Надо подчеркнуть, что возбуждение и садистическое поведение по отношению ко мне, связанные с диссоциированными Я-репре­зентациями, во взаимоотношениях мистера Т. с различными жен­щинами были сознательным переживанием, проявлявшимся толь­ко в капризах и длительных эмоциональных бурях, которые были оправданы, поскольку на женщин он интенсивно проецировал образ матери. Таким образом, эта Я-репрезентация была осознан­ной, но диссоциированной от переживания себя как одинокого и приниженного человека. Мистер Т. использовал рационализацию и защищался от таких чувств посредством примитивных механизмов защиты, в частности посредством проективной идентификации. Проявление этих паттернов грандиозности и садизма в переносе и его интеграция — посредством интерпретации — с противоположны­ми Я-репрезентациями атакуемого и эксплуатируемого ребенка яви­лись успешным завершением систематического анализа соответству­ющего сопротивления характера, который проявился прежде всего по отношению к моим интерпретациям. Задним числом пациент мог понять, что, отвергая мои интерпретации и принимая их, он играл и роль своей матери, и роль самого себя как фрустрированного ре­бенка.

Такой ход событий иллюстрирует также одно любопытное отли­чие нарциссического грандиозного Я от диссоциированных или вытесненных нормальных Я-репрезентаций, против которых гран­диозное Я служит защитой. В основной своей Я-концепции паци­ент представлял себя несправедливо обиженным ребенком, кото­рый должен эти обиды компенсировать. Такая концепция стояла за “праведной” и хорошо рационализированной эксплуатацией женщин и за презрительным невниманием ко всему, что могло оживить его зависть. Садистический же, злобный, но вызывающий восторг аспект Я, который вылез наружу в переносе, был также частью нормальной, напитанной агрессией Я-репрезентации, ко­торая, как это ни странно, была более аутентичной и глубокой в отношениях к объектам, чем защитная поверхностная Я-репрезен­тация. На глубоком уровне пациент проецировал на образ садис­тической матери свое чувство гнева, исходящее из разнообразных источников.

С другой точки зрения, тупик, который занял значительную часть третьего года терапии, можно задним числом интерпретиро­вать как следствие механизма всемогущего контроля.
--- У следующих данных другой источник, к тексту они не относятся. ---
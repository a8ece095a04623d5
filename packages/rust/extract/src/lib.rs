//! Chunked extraction of structured records from long documents.
//!
//! Documents too large for one model call are split into fixed-size windows
//! with fractional overlap (so a field straddling a boundary is fully visible
//! in at least one window). Each window goes through the extract port
//! independently — concurrently, bounded by a semaphore — and the sparse
//! per-window candidates are merged deterministically:
//!
//! - one candidate for a field → take it
//! - several candidates → highest confidence wins; exact tie → earliest window
//! - no candidates → field absent (a valid outcome, not an error)
//!
//! A single failing window is logged and contributes nothing; only when every
//! window fails does the extraction itself fail, so the owning phase can
//! spend a retry on it.

use std::collections::BTreeMap;
use std::sync::Arc;

use tokio::sync::Semaphore;
use tokio::time::Instant;
use tracing::{debug, warn};

use battlecard_ports::{ChunkResult, ExtractPort, ExtractSchema};
use battlecard_shared::{BattleCardError, Result};

/// Tuning for one extraction pass.
#[derive(Debug, Clone)]
pub struct ExtractorOptions {
    /// Window size in characters.
    pub chunk_size: usize,
    /// Fractional overlap between adjacent windows, in [0, 1).
    pub overlap_fraction: f64,
    /// Maximum concurrent extract calls.
    pub max_concurrent: u32,
    /// Optional run deadline. Checked before each window is dispatched;
    /// already-dispatched windows are allowed to drain.
    pub deadline: Option<Instant>,
}

impl Default for ExtractorOptions {
    fn default() -> Self {
        Self {
            chunk_size: 1000,
            overlap_fraction: 0.1,
            max_concurrent: 4,
            deadline: None,
        }
    }
}

// ---------------------------------------------------------------------------
// Windowing
// ---------------------------------------------------------------------------

/// Split text into overlapping windows of `chunk_size` characters.
///
/// The stride is `chunk_size * (1 - overlap_fraction)`, clamped to at least
/// one character so windowing always advances. Splitting is done on char
/// boundaries; a document shorter than one window yields a single chunk.
pub fn chunk_text(text: &str, chunk_size: usize, overlap_fraction: f64) -> Vec<String> {
    let chars: Vec<char> = text.chars().collect();
    if chars.is_empty() {
        return Vec::new();
    }

    let chunk_size = chunk_size.max(1);
    let overlap = overlap_fraction.clamp(0.0, 0.99);
    let stride = ((chunk_size as f64) * (1.0 - overlap)).floor().max(1.0) as usize;

    let mut chunks = Vec::new();
    let mut start = 0;
    while start < chars.len() {
        let end = (start + chunk_size).min(chars.len());
        chunks.push(chars[start..end].iter().collect());
        if end == chars.len() {
            break;
        }
        start += stride;
    }

    chunks
}

// ---------------------------------------------------------------------------
// Merge
// ---------------------------------------------------------------------------

/// Deterministically merge per-window candidates into one record.
///
/// Idempotent: merging the same result set twice yields the same record.
/// Merging zero results yields an empty record.
pub fn merge_results(results: &[ChunkResult]) -> BTreeMap<String, serde_json::Value> {
    let mut merged: BTreeMap<String, (usize, f64, serde_json::Value)> = BTreeMap::new();

    for result in results {
        for (field, candidate) in &result.extracted_fields {
            match merged.get(field) {
                Some((best_index, best_confidence, _)) => {
                    let wins = candidate.confidence > *best_confidence
                        || (candidate.confidence == *best_confidence
                            && result.chunk_index < *best_index);
                    if wins {
                        merged.insert(
                            field.clone(),
                            (result.chunk_index, candidate.confidence, candidate.value.clone()),
                        );
                    }
                }
                None => {
                    merged.insert(
                        field.clone(),
                        (result.chunk_index, candidate.confidence, candidate.value.clone()),
                    );
                }
            }
        }
    }

    merged
        .into_iter()
        .map(|(field, (_, _, value))| (field, value))
        .collect()
}

// ---------------------------------------------------------------------------
// Extraction driver
// ---------------------------------------------------------------------------

/// Extract `schema` fields from `document`, windowed and merged.
///
/// Returns the merged field map; empty when the document supports none of the
/// schema's fields. Fails only when every dispatched window fails.
pub async fn extract_document(
    port: Arc<dyn ExtractPort>,
    prompt_context: &str,
    document: &str,
    schema: &ExtractSchema,
    opts: &ExtractorOptions,
) -> Result<BTreeMap<String, serde_json::Value>> {
    let chunks = chunk_text(document, opts.chunk_size, opts.overlap_fraction);
    if chunks.is_empty() {
        return Ok(BTreeMap::new());
    }

    let total = chunks.len();
    debug!(windows = total, chunk_size = opts.chunk_size, "starting chunked extraction");

    let semaphore = Arc::new(Semaphore::new(opts.max_concurrent.max(1) as usize));
    let mut handles = Vec::with_capacity(total);

    for (index, chunk) in chunks.into_iter().enumerate() {
        // Respect the run deadline: stop dispatching, let in-flight drain.
        if let Some(deadline) = opts.deadline {
            if Instant::now() >= deadline {
                warn!(dispatched = index, total, "run deadline reached, skipping remaining windows");
                break;
            }
        }

        let port = Arc::clone(&port);
        let sem = Arc::clone(&semaphore);
        let context = prompt_context.to_string();
        let schema = schema.clone();

        handles.push(tokio::spawn(async move {
            let _permit = sem.acquire().await.expect("extractor semaphore closed");
            let outcome = port.extract(&context, &chunk, &schema).await;
            (index, outcome)
        }));
    }

    if handles.is_empty() {
        return Err(BattleCardError::Timeout(
            "run deadline reached before any extraction window was dispatched".into(),
        ));
    }

    let mut results: Vec<ChunkResult> = Vec::new();
    let mut failures = 0usize;
    let dispatched = handles.len();

    for handle in handles {
        match handle.await {
            Ok((index, Ok(mut result))) => {
                result.chunk_index = index;
                results.push(result);
            }
            Ok((index, Err(e))) => {
                // Localized failure: this window contributes no candidates.
                warn!(window = index, error = %e, "extraction window failed");
                failures += 1;
            }
            Err(e) => {
                warn!(error = %e, "extraction task panicked");
                failures += 1;
            }
        }
    }

    if failures == dispatched {
        return Err(BattleCardError::Model(format!(
            "all {dispatched} extraction windows failed"
        )));
    }

    // Stable order before merge so logs are reproducible; merge itself is
    // order-independent.
    results.sort_by_key(|r| r.chunk_index);

    let merged = merge_results(&results);
    debug!(
        windows_ok = results.len(),
        windows_failed = failures,
        fields = merged.len(),
        "chunked extraction complete"
    );

    Ok(merged)
}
Пациент ус­пешно отражал мои интерпретации, относящиеся к диссоциирован­ным агрессивным аспектам его Я, со злостью обвиняя меня в том, что я пытаюсь вызвать в нем чувство вины всякий раз, когда я в своих интерпретациях касался агрессивной стороны его поведения, неприемлемой для него. Как если бы я должен был либо функци­онировать как властная мать, либо оставаться бессильным. Моя реакция обиды и гнева на его отыгрывание вовне негативных аспек­тов переноса, говорила не только о моем контрпереносе, но и об активизации во мне его образа себя как беззащитного и испытыва­ющего боль ребенка, на которого нападает властная мать. Моя эмоциональная реакция, таким образом, помогла мне углубить анализ его восприятия самого себя в отношениях с матерью. Одно­временно я мог показать пациенту, что он отыгрывает роль матери в своем отношении ко мне. Такое объяснение использует представ­ления Рэкера (Racker, 1957) о конкордантной и комплементарной идентификации в переносе, в которых делается акцент на объектных отношениях при анализе контрпереноса.